La cour criminelle au sein du tribunal de première instance a accepté la demande de la défense de libérer le journaliste, qui reste poursuivi en vertu du décret-loi 54, selon Me Hamadi Zaafrani. Il lui est interdit de quitter le territoire et son procès a été reporté au 21 avril, selon la même source.
Ses frères avaient indiqué à l’AFP qu’il était fragile, souffrant de diabète et d’hypertension. Fin janvier, le président de la Ligue tunisienne des droits de l’homme (LTDH), Bassem Trifi, l’avait mentionné parmi des détenus dans « un état de santé grave ».
Ce journaliste est connu en Tunisie pour ses critiques de la classe politique et du président Kais Saied et son travail d’investigation dans des affaires de corruption. Emprisonné depuis le 22 mars 2024, il avait été condamné un mois plus tard à six mois de prison, peine alourdie à huit mois en appel, pour avoir porté atteinte à l’honneur et la réputation d’une cheffe de service au sein du ministère des affaires religieuses.
« Nouvelle gifle »
Dans une publication sur sa page Facebook et à l’antenne d’une radio privée, M. Boughalleb avait demandé des explications sur l’intérêt de déplacements de cette responsable à l’étranger avec le ministre des affaires religieuses.
Selon des données de la LTDH fin janvier, « environ 400 personnes sont poursuivies » en vertu du décret, dont des opposants, des journalistes, des avocats, des blogueurs et des citoyens. Le président Kaïs Saïed avait promulgué ce décret en septembre 2022 pour lutter contre la diffusion de « fausses informations », mais le texte est vivement critiqué par les défenseurs de droits pour l’interprétation trop large qu’en fait la justice.
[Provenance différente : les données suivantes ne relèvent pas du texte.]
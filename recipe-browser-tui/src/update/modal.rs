//! 弹窗更新逻辑

use crate::message::ModalMessage;
use crate::model::App;

/// 处理弹窗消息
pub fn update(app: &mut App, msg: ModalMessage) {
    if !app.modal.is_open() {
        return;
    }

    match msg {
        ModalMessage::Close => app.modal.close(),
    }
}
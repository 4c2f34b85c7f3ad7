//! Utility modules.

/// One-line abbreviation of response bodies for logs.
pub mod log_sanitizer;
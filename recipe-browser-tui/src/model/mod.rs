//!
//! src/model/mod.rs
//! Model 层：应用状态定义
//!
//! Model 层是应用状态的 “唯一真相来源”。
//! 这一层只包含数据结构与简单的自我维护方法，
//! 所有状态变更都通过 Update 层来触发。
//!
//!
//! 有模块结构：
//!     src/model/mod.rs
//!         mod app;            // 主应用状态
//!         mod focus;          // 焦点状态（Filters / Table）
//!
//!         pub mod state;      // 各区域的本地状态
//!
//!     列表相关的全部业务状态（页码、每页条数、过滤条件、请求代数、
//!     加载状态、当前记录、选中的详情记录）都在 core 的 `ListController` 里，
//!     App 只是持有它。state/ 下只放纯 UI 状态：输入框文本、光标位置、
//!     抽屉里的展开开关、弹窗。
//!
//!
//! ═══════════════════════════════════════════════════════════════════════════
//! 一、主应用状态（App）
//! ═══════════════════════════════════════════════════════════════════════════
//!
//!     在 src/model/app.rs 中定义：
//!
//!         pub struct App {
//!             pub should_quit: bool,              // 退出标志
//!             pub focus: FocusPanel,              // 当前焦点
//!             pub list: ListController,           // 分页 / 过滤状态机
//!             pub filter_bar: FilterBarState,     // 过滤栏输入
//!             pub table: TableCursor,             // 表格光标
//!             pub detail: DetailState,            // 详情抽屉
//!             pub modal: ModalState,              // 弹窗状态
//!             pub status_message: Option<String>, // 状态栏消息（可选）
//!             pub api_base_url: String,           // 后端地址
//!             pending_fetch: Option<FetchTicket>, // 待派发的请求
//!         }
//!
//!     每个会改变请求参数的操作都从 `ListController` 拿到一张 `FetchTicket`，
//!     通过 `queue_fetch()` 存起来，由主循环取出交给后台执行。
//!
//!
//! ═══════════════════════════════════════════════════════════════════════════
//! 二、焦点管理（FocusPanel）
//! ═══════════════════════════════════════════════════════════════════════════
//!
//!     - Filters：顶部过滤栏，字符键直接输入
//!     - Table：表格，字符键作为快捷键
//!
//!     数据流：
//!         用户按 Tab
//!             ↓
//!         event/handler.rs 返回 AppMessage::ToggleFocus
//!             ↓
//!         update/mod.rs 执行 app.focus = app.focus.toggle()
//!             ↓
//!         view 层根据 app.focus 设置边框颜色
//!
//!
//! ═══════════════════════════════════════════════════════════════════════════
//! 三、弹窗状态（ModalState）
//! ═══════════════════════════════════════════════════════════════════════════
//!
//!     active: Option<Modal>，None = 无弹窗。目前只有帮助弹窗。
//!     详情抽屉不算弹窗，是否打开由 `ListController::selected()` 决定。
//!

mod app;
mod focus;
pub mod state;

pub use app::App;
pub use focus::FocusPanel;
pub use state::{DetailState, FilterBarState, Modal, ModalState, TableCursor};
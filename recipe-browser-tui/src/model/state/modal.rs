//! 弹窗状态

/// 弹窗类型
#[derive(Debug, Clone, PartialEq, Eq)]
pub enum Modal {
    /// 快捷键帮助
    Help,
}

/// 弹窗状态
#[derive(Debug, Default)]
pub struct ModalState {
    /// 当前活动的弹窗
    pub active: Option<Modal>,
}

impl ModalState {
    /// 创建新的弹窗状态
    pub fn new() -> Self {
        Self::default()
    }

    /// 显示弹窗
    pub fn show(&mut self, modal: Modal) {
        self.active = Some(modal);
    }

    /// 关闭弹窗
    pub fn close(&mut self) {
        self.active = None;
    }

    /// 是否有活动弹窗
    pub fn is_open(&self) -> bool {
        self.active.is_some()
    }
}
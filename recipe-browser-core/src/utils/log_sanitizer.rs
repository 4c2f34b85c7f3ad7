//! Log sanitization utilities
//!
//! A listing response is `{"data": [...], "total": N}`: the interesting bits
//! sit at both ends, while the middle is up to 50 recipes of descriptions and
//! nutrition blobs. Bodies are squeezed onto one line and the middle is
//! elided so a page fetch costs one readable log line.

/// Characters kept from the start of a body.
const HEAD_CHARS: usize = 192;
/// Characters kept from the end of a body (where `total` usually is).
const TAIL_CHARS: usize = 64;

/// Collapse every whitespace run (newlines from pretty-printed JSON or HTML
/// error pages included) into a single space.
fn squeeze_whitespace(s: &str) -> String {
    s.split_whitespace().collect::<Vec<_>>().join(" ")
}

/// Abbreviate a response body for logging.
///
/// Short bodies come back whitespace-squeezed but otherwise whole. Longer
/// ones keep their first [`HEAD_CHARS`] and last [`TAIL_CHARS`] characters
/// around a marker with the number of characters dropped.
pub fn abbreviate_body(body: &str) -> String {
    let flat = squeeze_whitespace(body);
    let len = flat.chars().count();
    if len <= HEAD_CHARS + TAIL_CHARS {
        return flat;
    }

    let head: String = flat.chars().take(HEAD_CHARS).collect();
    let tail: String = flat.chars().skip(len - TAIL_CHARS).collect();
    format!(
        "{head} ... [{} chars omitted] ... {tail}",
        len - HEAD_CHARS - TAIL_CHARS
    )
}
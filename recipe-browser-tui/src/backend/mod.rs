//!
//! src/backend/mod.rs
//! Backend 层：与 UI 无关的服务
//!
//!
//! 有模块结构：
//!     src/backend/mod.rs
//!         mod config_service;     // 配置加载（JSON 文件 + 环境变量）
//!         mod fetcher;            // 在 tokio 运行时上执行 FetchTicket
//!         mod logging;            // 文件日志（simplelog）
//!
//!
//! ═══════════════════════════════════════════════════════════════════════════
//! 数据流
//! ═══════════════════════════════════════════════════════════════════════════
//!
//!     用户翻页 / 输入过滤条件
//!         ↓
//!     Update 层调用 ListController，得到 FetchTicket，放入 app 的待发队列
//!         ↓
//!     主循环取出 FetchTicket，交给 Fetcher::dispatch
//!         ↓
//!     tokio 任务调用 recipe-browser-core 的 HttpRecipeSource
//!         ↓
//!     结果（带 generation）经通道送回主循环
//!         ↓
//!     Update 层处理 AppMessage::FetchCompleted，ListController 丢弃过期结果
//!         ↓
//!     View 层重新渲染
//!

mod config_service;
mod fetcher;
mod logging;

pub use config_service::{AppConfig, ConfigService, LocalConfigService};
pub use fetcher::Fetcher;
pub use logging::init_logging;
Des ONG et des députés indépendants ont appelé fin janvier à réviser ou abroger ce texte dénonçant son instrumentalisation pour écarter les voix critiques. Dans un communiqué publié sur les réseaux sociaux, le Syndicat national des journalistes tunisiens a toutefois estimé que la libération de Mohamed Boughalleb constituait « une nouvelle gifle au décret 54, qui s’est avéré être par les faits une arme de persécution des leaders d’opinion et des journalistes ».
Depuis que le président Saïed, élu démocratiquement en octobre 2019, s’est octroyé les pleins pouvoirs lors d’un coup de force en juillet 2021, des ONG tunisiennes et internationales ont déploré une régression des droits en Tunisie.